思科修補網路存取控制系統ISE重大漏洞

2月5日思科發布資安公告，指出旗下網路存取控制（NAC）解決方案Identity Services Engine（ISE）存在重大層級漏洞CVE-2025-20124、CVE-2025-20125，通過身分驗證的攻擊者能遠端執行任意命令，或是提升權限，該公司已發布軟體更新修補，並強調這些漏洞無法透過其他緩解措施因應，用戶應儘速套用更新處理。

雖然利用這些漏洞必須搭配必要條件，那就是攻擊者事先要取得有效、具讀取權限的管理者帳密，但思科也指出，攻擊者若是能挾持其中一個管理員帳號，就能利用這些漏洞。

根據CVSS風險評分高低判斷，問題最嚴重的是CVE-2025-20124，此為不安全的Java反序列化弱點，存在ISE的1個API當中，一旦攻擊者成功觸發，就有機會遠端以root使用者的身分執行任意命令，CVSS風險評為9.9（滿分10分）。
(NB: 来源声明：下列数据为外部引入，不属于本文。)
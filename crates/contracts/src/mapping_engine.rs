//! MappingEngine trait - facade over the opaque mapping engine
//!
//! The engine accepts one submission at a time. A call made while another one is in
//! flight returns [`EngineError::LockBusy`] instead of blocking the caller; callers
//! decide whether busy means "drop" (online) or "try again" (offline).

use std::time::Duration;

use crate::{EngineError, TimedImuReading, TimedLidarReading, TimedOdometerReading};

/// Mapping engine facade
#[trait_variant::make(MappingEngine: Send)]
pub trait LocalMappingEngine {
    /// Submit one lidar scan
    async fn add_lidar_reading(
        &self,
        timeout: Duration,
        sensor_name: &str,
        reading: &TimedLidarReading,
    ) -> Result<(), EngineError>;

    /// Submit one IMU sample
    async fn add_imu_reading(
        &self,
        timeout: Duration,
        sensor_name: &str,
        reading: &TimedImuReading,
    ) -> Result<(), EngineError>;

    /// Submit one odometer sample
    async fn add_odometer_reading(
        &self,
        timeout: Duration,
        sensor_name: &str,
        reading: &TimedOdometerReading,
    ) -> Result<(), EngineError>;

    /// Run the one-time global optimization after an offline dataset is ingested
    async fn run_final_optimization(&self, timeout: Duration) -> Result<(), EngineError>;
}
//! Ingestion error types

use thiserror::Error;

/// Ingestion error
///
/// Per-reading failures never surface here; loops log them and carry on. This covers
/// setup problems and tasks that died.
#[derive(Debug, Error)]
pub enum IngestionError {
    /// Runtime configuration is unusable
    #[error("invalid ingestion config at '{field}': {message}")]
    InvalidConfig { field: String, message: String },

    /// An ingestion task panicked or was aborted
    #[error("ingestion task '{task}' failed: {message}")]
    TaskFailed { task: String, message: String },
}

impl IngestionError {
    pub fn invalid_config(field: impl Into<String>, message: impl Into<String>) -> Self {
        Self::InvalidConfig {
            field: field.into(),
            message: message.into(),
        }
    }

    pub fn task_failed(task: impl Into<String>, message: impl Into<String>) -> Self {
        Self::TaskFailed {
            task: task.into(),
            message: message.into(),
        }
    }
}

/// Ingestion Result alias
pub type Result<T> = std::result::Result<T, IngestionError>;
//! IngestionBlueprint - Config Loader output
//!
//! Describes one ingestion run: operating mode, the lidar stream, an optional movement
//! sensor stream, where recorded data lives and how the mapping engine is set up.

use std::collections::HashMap;
use std::path::PathBuf;
use std::time::Duration;

use serde::{Deserialize, Serialize};
use validator::Validate;

use crate::MovementCapabilities;

/// Config version
#[derive(Debug, Clone, Copy, PartialEq, Eq, Default, Serialize, Deserialize)]
pub enum ConfigVersion {
    #[default]
    V1,
}

/// Full ingestion blueprint
#[derive(Debug, Clone, Serialize, Deserialize)]
pub struct IngestionBlueprint {
    #[serde(default)]
    pub version: ConfigVersion,

    /// Session settings
    pub session: SessionConfig,

    /// Lidar stream (required, the engine's primary synchronization source)
    pub lidar: LidarConfig,

    /// Movement sensor stream
    #[serde(default)]
    pub movement_sensor: Option<MovementSensorConfig>,

    /// Recorded dataset location (replay sources)
    #[serde(default)]
    pub replay: Option<ReplayConfig>,

    /// Mapping engine library settings
    #[serde(default)]
    pub engine: EngineConfig,
}

/// Operating regime
#[derive(Debug, Clone, Copy, PartialEq, Eq, Serialize, Deserialize)]
#[serde(rename_all = "snake_case")]
pub enum IngestionMode {
    /// Live sensors, real-time cadence, best-effort delivery
    Online,
    /// Recorded dataset, zero-loss, order-exact delivery
    Offline,
}

impl IngestionMode {
    pub fn is_offline(&self) -> bool {
        matches!(self, IngestionMode::Offline)
    }
}

/// Session settings
#[derive(Debug, Clone, Serialize, Deserialize, Validate)]
pub struct SessionConfig {
    pub mode: IngestionMode,

    /// Per-call facade timeout (ms)
    #[serde(default = "default_submission_timeout_ms")]
    #[validate(range(min = 1))]
    pub submission_timeout_ms: u64,
}

fn default_submission_timeout_ms() -> u64 {
    5000
}

impl SessionConfig {
    pub fn submission_timeout(&self) -> Duration {
        Duration::from_millis(self.submission_timeout_ms)
    }
}

/// Lowest accepted data rate (one reading every ~17 minutes)
///
/// Slower rates would turn into poll intervals too long to represent.
pub const MIN_DATA_FREQUENCY_HZ: f64 = 0.001;

/// Where readings come from
#[derive(Debug, Clone, Copy, PartialEq, Eq, Serialize, Deserialize)]
#[serde(rename_all = "snake_case")]
pub enum SourceKind {
    /// Synthetic live sensor, paced by `data_frequency_hz`
    Mock,
    /// Recorded dataset under `[replay].path`
    Replay,
}

/// Lidar stream
#[derive(Debug, Clone, Serialize, Deserialize, Validate)]
pub struct LidarConfig {
    #[validate(length(min = 1))]
    pub name: String,

    pub source: SourceKind,

    /// Nominal data rate (online only)
    #[serde(default)]
    #[validate(range(exclusive_min = 0.0))]
    pub data_frequency_hz: Option<f64>,

    /// Source specific attributes
    #[serde(default)]
    pub attributes: HashMap<String, String>,
}

/// Movement sensor stream
#[derive(Debug, Clone, Serialize, Deserialize, Validate)]
pub struct MovementSensorConfig {
    #[validate(length(min = 1))]
    pub name: String,

    pub source: SourceKind,

    /// Nominal data rate (online only)
    #[serde(default)]
    #[validate(range(exclusive_min = 0.0))]
    pub data_frequency_hz: Option<f64>,

    #[serde(default)]
    pub imu_supported: bool,

    #[serde(default)]
    pub odometer_supported: bool,

    /// Source specific attributes
    #[serde(default)]
    pub attributes: HashMap<String, String>,
}

impl MovementSensorConfig {
    pub fn capabilities(&self) -> MovementCapabilities {
        MovementCapabilities {
            imu_supported: self.imu_supported,
            odometer_supported: self.odometer_supported,
        }
    }
}

/// Recorded dataset
#[derive(Debug, Clone, Serialize, Deserialize)]
pub struct ReplayConfig {
    /// Dataset directory containing `sensors.jsonl`
    pub path: PathBuf,
}

/// Mapping engine library settings
#[derive(Debug, Clone, Serialize, Deserialize, Validate)]
pub struct EngineConfig {
    /// Name of the map being built
    #[serde(default = "default_map_name")]
    #[validate(length(min = 1))]
    pub map_name: String,

    /// Timeout for the final optimization call (ms)
    #[serde(default = "default_final_optimization_timeout_ms")]
    #[validate(range(min = 1))]
    pub final_optimization_timeout_ms: u64,
}

fn default_map_name() -> String {
    "map".to_string()
}

fn default_final_optimization_timeout_ms() -> u64 {
    60_000
}

impl Default for EngineConfig {
    fn default() -> Self {
        Self {
            map_name: default_map_name(),
            final_optimization_timeout_ms: default_final_optimization_timeout_ms(),
        }
    }
}

impl EngineConfig {
    pub fn final_optimization_timeout(&self) -> Duration {
        Duration::from_millis(self.final_optimization_timeout_ms)
    }
}

impl IngestionBlueprint {
    /// Names of every configured stream, lidar first
    pub fn sensor_names(&self) -> Vec<&str> {
        std::iter::once(self.lidar.name.as_str())
            .chain(self.movement_sensor.as_ref().map(|m| m.name.as_str()))
            .collect()
    }

    /// True if any configured stream reads from the recorded dataset
    pub fn uses_replay(&self) -> bool {
        self.lidar.source == SourceKind::Replay
            || self
                .movement_sensor
                .as_ref()
                .is_some_and(|m| m.source == SourceKind::Replay)
    }
}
這項漏洞發生的原因，在於ISE對使用者提供的Java位元串流（Byte Stream）進行不安全的反序列化處理，攻擊者可在通過身分驗證的情況下，傳送特製的序列化Java物件到存在弱點的API觸發漏洞。

另一個重大層級的漏洞CVE-2025-20125，則是涉及授權繞過，同樣存在特定的API，遠端攻擊者在通過身分驗證並具備讀取權限帳密的情況下，有機會存取敏感資訊、竄改節點組態，甚至是將節點重新啟動，風險評分為9.1。

為何會有這個漏洞？思科指出問題出在特定API的使用未經過授權，以及對於使用者提供的資料未進行適當的驗證，攻擊者可對此API發送特製的HTTP請求觸發漏洞。